__Extracted data entries__:
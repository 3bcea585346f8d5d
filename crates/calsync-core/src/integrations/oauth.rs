//! OAuth2 refresh-token exchange for the calendar provider.

use reqwest::Client;
use serde::{Deserialize, Serialize};

use crate::error::{CoreError, Result};

pub const GOOGLE_TOKEN_URL: &str = "https://oauth2.googleapis.com/token";

#[derive(Debug, Clone, Serialize, Deserialize)]
pub struct OAuthTokens {
    pub access_token: String,
    pub refresh_token: Option<String>,
    pub expires_at: Option<i64>, // Unix timestamp
    pub token_type: String,
    pub scope: Option<String>,
}

#[derive(Debug, Clone)]
pub struct OAuthConfig {
    pub service_name: String,
    pub client_id: String,
    pub client_secret: String,
    pub token_url: String,
}

impl OAuthConfig {
    pub fn google(client_id: &str, client_secret: &str) -> Self {
        Self {
            service_name: "google".to_string(),
            client_id: client_id.to_string(),
            client_secret: client_secret.to_string(),
            token_url: GOOGLE_TOKEN_URL.to_string(),
        }
    }
}

/// Refresh an access token using a refresh token.
pub async fn refresh_token(
    client: &Client,
    config: &OAuthConfig,
    refresh: &str,
) -> Result<OAuthTokens> {
    let params = [
        ("client_id", config.client_id.as_str()),
        ("client_secret", config.client_secret.as_str()),
        ("refresh_token", refresh),
        ("grant_type", "refresh_token"),
    ];

    let resp = client
        .post(&config.token_url)
        .form(&params)
        .send()
        .await?;

    let body: serde_json::Value = resp.json().await?;

    if let Some(error) = body.get("error") {
        return Err(CoreError::integration(
            &config.service_name,
            format!("OAuth refresh error: {error}"),
        ));
    }

    let access_token = body["access_token"]
        .as_str()
        .filter(|t| !t.is_empty())
        .ok_or_else(|| {
            CoreError::integration(&config.service_name, "token response without access_token")
        })?
        .to_string();

    let expires_in = body.get("expires_in").and_then(|v| v.as_i64());
    let expires_at = expires_in.map(|ei| chrono::Utc::now().timestamp() + ei);

    Ok(OAuthTokens {
        access_token,
        refresh_token: body
            .get("refresh_token")
            .and_then(|v| v.as_str())
            .map(String::from)
            .or_else(|| Some(refresh.to_string())),
        expires_at,
        token_type: body["token_type"]
            .as_str()
            .unwrap_or("Bearer")
            .to_string(),
        scope: body.get("scope").and_then(|v| v.as_str()).map(String::from),
    })
}

/// Check if tokens are expired (with 60s buffer).
pub fn is_expired(tokens: &OAuthTokens) -> bool {
    match tokens.expires_at {
        Some(exp) => chrono::Utc::now().timestamp() > exp - 60,
        None => false,
    }
}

__ASSIGNED TASK__: Your task is to reproduce all the records above exactly as they appear.

__ANSWER TO THE EXERCISE__:
repository 3bcea585346f8d5d
filename crates/calsync-core/src/integrations/oauth.rs
//! OAuth2 refresh-token exchange for the calendar provider.

use reqwest::Client;
use serde::{Deserialize, Serialize};

use crate::error::{CoreError, Result};

pub const GOOGLE_TOKEN_URL: &str = "https://oauth2.googleapis.com/token";

#[derive(Debug, Clone, Serialize, Deserialize)]
pub struct OAuthTokens {
    pub access_token: String,
    pub refresh_token: Option<String>,
    pub expires_at: Option<i64>, // Unix timestamp
    pub token_type: String,
    pub scope: Option<String>,
}

#[derive(Debug, Clone)]
pub struct OAuthConfig {
    pub service_name: String,
    pub client_id: String,
    pub client_secret: String,
    pub token_url: String,
}

impl OAuthConfig {
    pub fn google(client_id: &str, client_secret: &str) -> Self {
        Self {
            service_name: "google".to_string(),
            client_id: client_id.to_string(),
            client_secret: client_secret.to_string(),
            token_url: GOOGLE_TOKEN_URL.to_string(),
        }
    }
}

/// Refresh an access token using a refresh token.
pub async fn refresh_token(
    client: &Client,
    config: &OAuthConfig,
    refresh: &str,
) -> Result<OAuthTokens> {
    let params = [
        ("client_id", config.client_id.as_str()),
        ("client_secret", config.client_secret.as_str()),
        ("refresh_token", refresh),
        ("grant_type", "refresh_token"),
    ];

    let resp = client
        .post(&config.token_url)
        .form(&params)
        .send()
        .await?;

    let body: serde_json::Value = resp.json().await?;

    if let Some(error) = body.get("error") {
        return Err(CoreError::integration(
            &config.service_name,
            format!("OAuth refresh error: {error}"),
        ));
    }

    let access_token = body["access_token"]
        .as_str()
        .filter(|t| !t.is_empty())
        .ok_or_else(|| {
            CoreError::integration(&config.service_name, "token response without access_token")
        })?
        .to_string();

    let expires_in = body.get("expires_in").and_then(|v| v.as_i64());
    let expires_at = expires_in.map(|ei| chrono::Utc::now().timestamp() + ei);

    Ok(OAuthTokens {
        access_token,
        refresh_token: body
            .get("refresh_token")
            .and_then(|v| v.as_str())
            .map(String::from)
            .or_else(|| Some(refresh.to_string())),
        expires_at,
        token_type: body["token_type"]
            .as_str()
            .unwrap_or("Bearer")
            .to_string(),
        scope: body.get("scope").and_then(|v| v.as_str()).map(String::from),
    })
}

/// Check if tokens are expired (with 60s buffer).
pub fn is_expired(tokens: &OAuthTokens) -> bool {
    match tokens.expires_at {
        Some(exp) => chrono::Utc::now().timestamp() > exp - 60,
        None => false,
    }
}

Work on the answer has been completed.